Mohammad A Khan , Ritu Goila-Gaur , Sandra Kao , Eri Miyagi , Robert C Walker Jr and Klaus Strebel

Laboratory of Molecular Microbiology, Viral Biochemistry Section, National Institute of Allergy and Infectious Diseases, National Institutes of Health, Building 4, Room 310, 4 Center Drive, MSC 0460, Bethesda, MD 20892-0460, USA

author email corresponding author email

Retrovirology 2009, 6:99doi:10.1186/1742-4690-6-99


Published:	3 November 2009

Abstract

Background

The cellular cytidine deaminase APOBEC3G (A3G), when incorporated into the human immunodeficiency virus type 1 (HIV-1), renders viral particles non-infectious.

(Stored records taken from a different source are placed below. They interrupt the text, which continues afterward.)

//! Canonical request construction for AWS Signature Version 4.
//!
//! This module implements the canonical request format as specified by AWS:
//!
//! ```text
//! HTTPRequestMethod\n
//! CanonicalURI\n
//! CanonicalQueryString\n
//! CanonicalHeaders\n\n
//! SignedHeaders\n
//! HashedPayload
//! ```
//!
//! It also owns the escaping and query serialization rules shared by the
//! signed string and the emitted URL. Both go through [`build_query_string`]
//! so the bytes the server sees are the bytes that were hashed.

use std::collections::BTreeMap;

use percent_encoding::{AsciiSet, NON_ALPHANUMERIC, utf8_percent_encode};

use crate::request::{Query, QueryValue};

/// The set of characters that must be percent-encoded in query keys and values.
///
/// All characters except unreserved characters (A-Z, a-z, 0-9, `-`, `_`, `.`,
/// `~`) are encoded. This is standard component escaping plus `! ' ( ) *`.
const URI_ENCODE_SET: &AsciiSet = &NON_ALPHANUMERIC
    .remove(b'-')
    .remove(b'_')
    .remove(b'.')
    .remove(b'~');

/// Headers that are never part of the signature.
///
/// Proxies and HTTP clients rewrite or strip these in transit.
const UNSIGNABLE_HEADERS: &[&str] = &[
    "authorization",
    "connection",
    "expect",
    "presigned-expires",
    "user-agent",
    "x-amzn-trace-id",
];

/// Percent-encode a string using the AWS SigV4 rules.
///
/// Each byte of the UTF-8 encoding outside the unreserved set becomes `%XX`
/// with uppercase hex digits.
///
/// # Examples
///
/// ```
/// use filebase_sigv4::canonical::escape_uri;
///
/// assert_eq!(escape_uri("a b!c'd(e)f*g"), "a%20b%21c%27d%28e%29f%2Ag");
/// assert_eq!(escape_uri("AKID/20130524"), "AKID%2F20130524");
/// ```
#[must_use]
pub fn escape_uri(input: &str) -> String {
    utf8_percent_encode(input, URI_ENCODE_SET).to_string()
}

/// Serialize query parameters into a query string.
///
/// Keys are visited in sorted order and escaped. A [`QueryValue::Multiple`]
/// emits one `key=value` pair per element in its original order, a
/// [`QueryValue::Absent`] emits the bare key, and a [`QueryValue::Single`]
/// emits `key=value` even when the value is empty. Pairs are joined with `&`.
///
/// # Examples
///
/// ```
/// use filebase_sigv4::{Query, QueryValue, build_query_string};
///
/// let mut query = Query::new();
/// query.insert("b".to_owned(), "2".into());
/// query.insert("a".to_owned(), "1".into());
/// assert_eq!(build_query_string(&query), "a=1&b=2");
///
/// let mut query = Query::new();
/// query.insert("a".to_owned(), QueryValue::Multiple(vec!["y".into(), "x".into()]));
/// assert_eq!(build_query_string(&query), "a=y&a=x");
/// ```
#[must_use]
pub fn build_query_string(query: &Query) -> String {
    let mut parts = Vec::with_capacity(query.len());
    for (key, value) in query {
        let key = escape_uri(key);
        match value {
            QueryValue::Multiple(values) => {
                parts.extend(values.iter().map(|v| format!("{key}={}", escape_uri(v))));
            }
            QueryValue::Single(v) => parts.push(format!("{key}={}", escape_uri(v))),
            QueryValue::Absent => parts.push(key),
        }
    }
    parts.join("&")
}

/// Build the canonical query string for a set of query parameters.
///
/// The server canonicalizes a bare key as `key=` and orders repeated values,
/// so the query is normalized that way first and then serialized with
/// [`build_query_string`]. For queries made only of single values the result
/// is byte-identical to [`build_query_string`].
///
/// # Examples
///
/// ```
/// use filebase_sigv4::{Query, QueryValue};
/// use filebase_sigv4::canonical::build_canonical_query_string;
///
/// let mut query = Query::new();
/// query.insert("acl".to_owned(), QueryValue::Absent);
/// query.insert("tag".to_owned(), QueryValue::Multiple(vec!["b".into(), "a".into()]));
/// assert_eq!(build_canonical_query_string(&query), "acl=&tag=a&tag=b");
/// ```
#[must_use]
pub fn build_canonical_query_string(query: &Query) -> String {
    let normalized: Query = query
        .iter()
        .map(|(key, value)| {
            let value = match value {
                QueryValue::Absent => QueryValue::Single(String::new()),
                QueryValue::Single(v) => QueryValue::Single(v.clone()),
                QueryValue::Multiple(values) => {
                    let mut values = values.clone();
                    values.sort_by_cached_key(|v| escape_uri(v));
                    QueryValue::Multiple(values)
                }
            };
            (key.clone(), value)
        })
        .collect();
    build_query_string(&normalized)
}

/// Build the full canonical request string from its already-canonical components.
///
/// The path is used exactly as given; it is not escaped again. The result is
/// a newline-separated string of:
/// 1. HTTP method (upper-cased)
/// 2. Path
/// 3. Canonical query string
/// 4. Canonical headers (terminated by an extra newline)
/// 5. Signed headers
/// 6. Hashed payload
///
/// # Examples
///
/// ```
/// use filebase_sigv4::canonical::build_canonical_request;
///
/// let canonical = build_canonical_request(
///     "get",
///     "/test.txt",
///     "",
///     "host:examplebucket.s3.amazonaws.com",
///     "host",
///     "UNSIGNED-PAYLOAD",
/// );
/// assert_eq!(
///     canonical,
///     "GET\n/test.txt\n\nhost:examplebucket.s3.amazonaws.com\n\nhost\nUNSIGNED-PAYLOAD"
/// );
/// ```
#[must_use]
pub fn build_canonical_request(
    method: &str,
    path: &str,
    canonical_query: &str,
    canonical_headers: &str,
    signed_headers: &str,
    payload_hash: &str,
) -> String {
    let method = method.to_ascii_uppercase();
    format!(
        "{method}\n{path}\n{canonical_query}\n{canonical_headers}\n\n{signed_headers}\n{payload_hash}"
    )
}

/// Build the canonical headers string from the request headers.
///
/// Header names are lowercased, values are trimmed of leading/trailing
/// whitespace and consecutive spaces are collapsed to a single space. Headers
/// sharing a name are joined with commas. Headers are sorted by name and
/// unsignable headers are skipped.
///
/// Returns the canonical headers string (without a trailing newline) and the
/// signed headers string (`;`-separated names).
///
/// # Examples
///
/// ```
/// use filebase_sigv4::canonical::build_canonical_headers;
///
/// let (canonical, signed) = build_canonical_headers(&[
///     ("X-Amz-Date", "20130524T000000Z"),
///     ("Host", "example.com"),
///     ("User-Agent", "curl"),
/// ]);
/// assert_eq!(canonical, "host:example.com\nx-amz-date:20130524T000000Z");
/// assert_eq!(signed, "host;x-amz-date");
/// ```
#[must_use]
pub fn build_canonical_headers(headers: &[(&str, &str)]) -> (String, String) {
    let mut header_map: BTreeMap<String, String> = BTreeMap::new();
    for (name, value) in headers {
        let lower_name = name.to_ascii_lowercase();
        if UNSIGNABLE_HEADERS.contains(&lower_name.as_str()) {
            continue;
        }
        let trimmed_value = collapse_whitespace(value.trim());
        header_map
            .entry(lower_name)
            .and_modify(|existing| {
                existing.push(',');
                existing.push_str(&trimmed_value);
            })
            .or_insert(trimmed_value);
    }

    let canonical = header_map
        .iter()
        .map(|(name, value)| format!("{name}:{value}"))
        .collect::<Vec<_>>()
        .join("\n");
    let signed = header_map.keys().map(String::as_str).collect::<Vec<_>>().join(";");

    (canonical, signed)
}

/// Collapse consecutive whitespace characters in a string to a single space.
fn collapse_whitespace(s: &str) -> String {
    let mut result = String::with_capacity(s.len());
    let mut prev_was_space = false;
    for ch in s.chars() {
        if ch.is_whitespace() {
            if !prev_was_space {
                result.push(' ');
                prev_was_space = true;
            }
        } else {
            result.push(ch);
            prev_was_space = false;
        }
    }
    result
}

We previously observed that mutation of a single cysteine residue of A3G (C100S) inhibited A3G packaging. In addition, several recent studies showed that mutation of tryptophan 127 (W127) and tyrosine 124 (Y124) inhibited A3G encapsidation suggesting that the N-terminal CDA constitutes a viral packaging signal in A3G. It was also reported that W127 and Y124 affect A3G oligomerization.

Results

Here we studied the mechanistic basis of the packaging defect of A3G W127A and Y124A mutants. Interestingly, cell fractionation studies revealed a strong correlation between encapsidation, lipid raft association, and genomic RNA binding of A3G. Surprisingly, the presence of a C-terminal epitope tag affected lipid raft association and encapsidation of the A3G W127A mutant but had no effect on wt A3G encapsidation, lipid raft association, and interaction with viral genomic RNA. Mutation of Y124 abolished A3G encapsidation irrespective of the presence or absence of an epitope tag. Contrasting a recent report, our co-immunoprecipitation studies failed to reveal a correlation between A3G oligomerization and A3G encapsidation. In fact, our W127A and Y124A mutants both retained the ability to oligomerize.

Conclusion

Our results confirm that W127 and Y124 residues in A3G are important for encapsidation into HIV-1 virions and our data establish a novel correlation between genomic RNA binding, lipid raft association, and viral packaging of A3G. In contrast, we were unable to confirm a role of W127 and Y124 in A3G oligomerization and we thus failed to confirm a correlation between A3G oligomerization and virus encapsidation.